This is the first in a series of articles covering that part of machine learning known as Natural Language Processing (NLP).
This article refers to several key concepts in Machine Learning.
Read the article Machine learning and applications for industry
for the main definitions.
With Natural Language Processing we refer to that interdisciplinary research field that embraces computer science, artificial intelligence and linguistics, whose purpose is to develop algorithms capable of analyzing, representing and therefore "understanding" natural language, written or spoken, in a similar or even more efficient way than human beings.
Huge amounts of text and speech content are generated and stored nowadays. Very often no use is made of this data, unaware of the fact that instead they represent an invaluable source of value, thanks to which it is possible to create tools and applications which can bring a considerable added value.
By exploiting the textual and vocal content available, it is possible, for example, to create tools for::
- Named Entity Recognition: recognize and extract entities and semantic information from the text.
- Text Classification: classify textual content, for example the sentiment analysis of a text (positive or negative).
- Entity linking: disambiguate the entities identified in the text (link the textual entities to identifying concepts).
- Topic Modeling: automatically extract the main topics present in a textual corpus.
- Autocompletion: autocompletion of a query for example.
- Machine translation: translation of textual content from one language to another.
- Speech Recognition: transformation of voice content into textual content (technology behind chatbots).
In this first article we will cover the task known as Named Entity Recognition (NER). We will see how it is possible to create a tool capable of recognizing entities in the text and what are some of its possible applications.
Named Entity Recognition
The Named Entity Recognition is placed within that subclass of task which in NLP is defined as Information Extraction. Through NER it is possible to identify entities in the text and associate them with the corresponding semantic categories such as persons, organizations, entities of geopolitical type, geographic, numbers, temporal expressions and so on.
We are talking about a task that has had a strong development in recent times, especially thanks to the advent of Deep Learning.
The use of very deep neural networks has greatly increased and improved the effectiveness of entity recognition tools.
Before the advent of Deep Learning, the most used tool was the so-called Hidden Markov Model,
a statistical model based on Markov chain, but that did not guarantee
the same performance as today's Deep Learning-based models.

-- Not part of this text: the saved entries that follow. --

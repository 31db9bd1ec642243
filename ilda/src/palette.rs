use lazy_static::lazy_static;

use crate::error::IldaError;

/// Lookup table mapping small palette indices to RGB triples.
/// Read-only once constructed.
#[derive(Debug, Clone, PartialEq, Eq)]
pub struct Palette(Vec<[u8; 3]>);

impl Palette {
    pub fn new(colors: Vec<[u8; 3]>) -> Self {
        Self(colors)
    }

    pub fn len(&self) -> usize {
        self.0.len()
    }

    pub fn is_empty(&self) -> bool {
        self.0.is_empty()
    }

    pub fn lookup(&self, index: usize) -> Result<[u8; 3], IldaError> {
        self.0
            .get(index)
            .copied()
            .ok_or(IldaError::ColorIndexOutOfRange {
                index,
                palette_len: self.0.len(),
            })
    }
}

impl From<Vec<[u8; 3]>> for Palette {
    fn from(colors: Vec<[u8; 3]>) -> Self {
        Self::new(colors)
    }
}

lazy_static! {
    /// Classic 256-entry VGA default palette. Used to resolve indexed
    /// colors when the caller does not supply a palette of its own.
    pub static ref DEFAULT_PALETTE: Palette = Palette::new(vga_colors());
}

/// Builds the VGA default table: the 16 EGA colors, a 16-step gray
/// ramp, nine 24-hue wheels (three values, three saturations each) and
/// 8 black filler entries. Components are 6-bit DAC values scaled to
/// 8 bits.
fn vga_colors() -> Vec<[u8; 3]> {
    const EGA: [[u8; 3]; 16] = [
        [0, 0, 0],
        [0, 0, 42],
        [0, 42, 0],
        [0, 42, 42],
        [42, 0, 0],
        [42, 0, 42],
        [42, 21, 0],
        [42, 42, 42],
        [21, 21, 21],
        [21, 21, 63],
        [21, 63, 21],
        [21, 63, 63],
        [63, 21, 21],
        [63, 21, 63],
        [63, 63, 21],
        [63, 63, 63],
    ];
    const GRAYS: [u8; 16] = [
        0x00, 0x05, 0x08, 0x0B, 0x0E, 0x11, 0x14, 0x18, 0x1C, 0x20, 0x24, 0x28, 0x2D, 0x32, 0x38,
        0x3F,
    ];

    let mut colors: Vec<[u8; 3]> = Vec::with_capacity(256);
    colors.extend(EGA.iter().map(|&c| scale6(c)));
    colors.extend(GRAYS.iter().map(|&v| scale6([v, v, v])));
    for high in [63u8, 28, 16] {
        for low in [0, high / 2, (high as u16 * 5 / 7) as u8] {
            hue_wheel(&mut colors, low, high);
        }
    }
    // trailing filler entries
    colors.resize(256, [0, 0, 0]);
    colors
}

/// Appends a 24-entry hue wheel running blue, magenta, red, yellow,
/// green, cyan and back toward blue, with channels ramping between
/// `low` and `high` in quarter steps.
fn hue_wheel(out: &mut Vec<[u8; 3]>, low: u8, high: u8) {
    let step = |k: u8| low + (high - low) * k / 4;
    let rising = [step(0), step(1), step(2), step(3)];
    let falling = [high, step(3), step(2), step(1)];

    for r in rising {
        out.push(scale6([r, low, high]));
    }
    for b in falling {
        out.push(scale6([high, low, b]));
    }
    for g in rising {
        out.push(scale6([high, g, low]));
    }
    for r in falling {
        out.push(scale6([r, high, low]));
    }
    for b in rising {
        out.push(scale6([low, high, b]));
    }
    for g in falling {
        out.push(scale6([low, g, high]));
    }
}

fn scale6([r, g, b]: [u8; 3]) -> [u8; 3] {
    let scale = |v: u8| (v as u16 * 255 / 63) as u8;
    [scale(r), scale(g), scale(b)]
}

Two examples of training models for entity recognition will be shown later in the article, both based on the use of algorithms
made with neural networks.
Annotation techniques and tools
The task of the Named Entity Recognition is addressed through approaches of supervised type, and for this reason it is necessary to have a set of labeled data available in order to train a model to recognize entities. Each textual content must be labeled with the list of tokens and related tags for each entity that is to be recognized in the text.
There are several formats to represent a training dataset for Named Entity Recognition. Let's see the two most used.
A first format is the one called BILUO scheme, where the different parts of the entities are mapped according to the scheme in Figure 2. Entities are tagged with the semantic category preceded by one of the defined prefixes.
The mapping between tokens and entities is then saved in a csv file, using a separate label for all tokens that do not fall within the semantic categories of reference.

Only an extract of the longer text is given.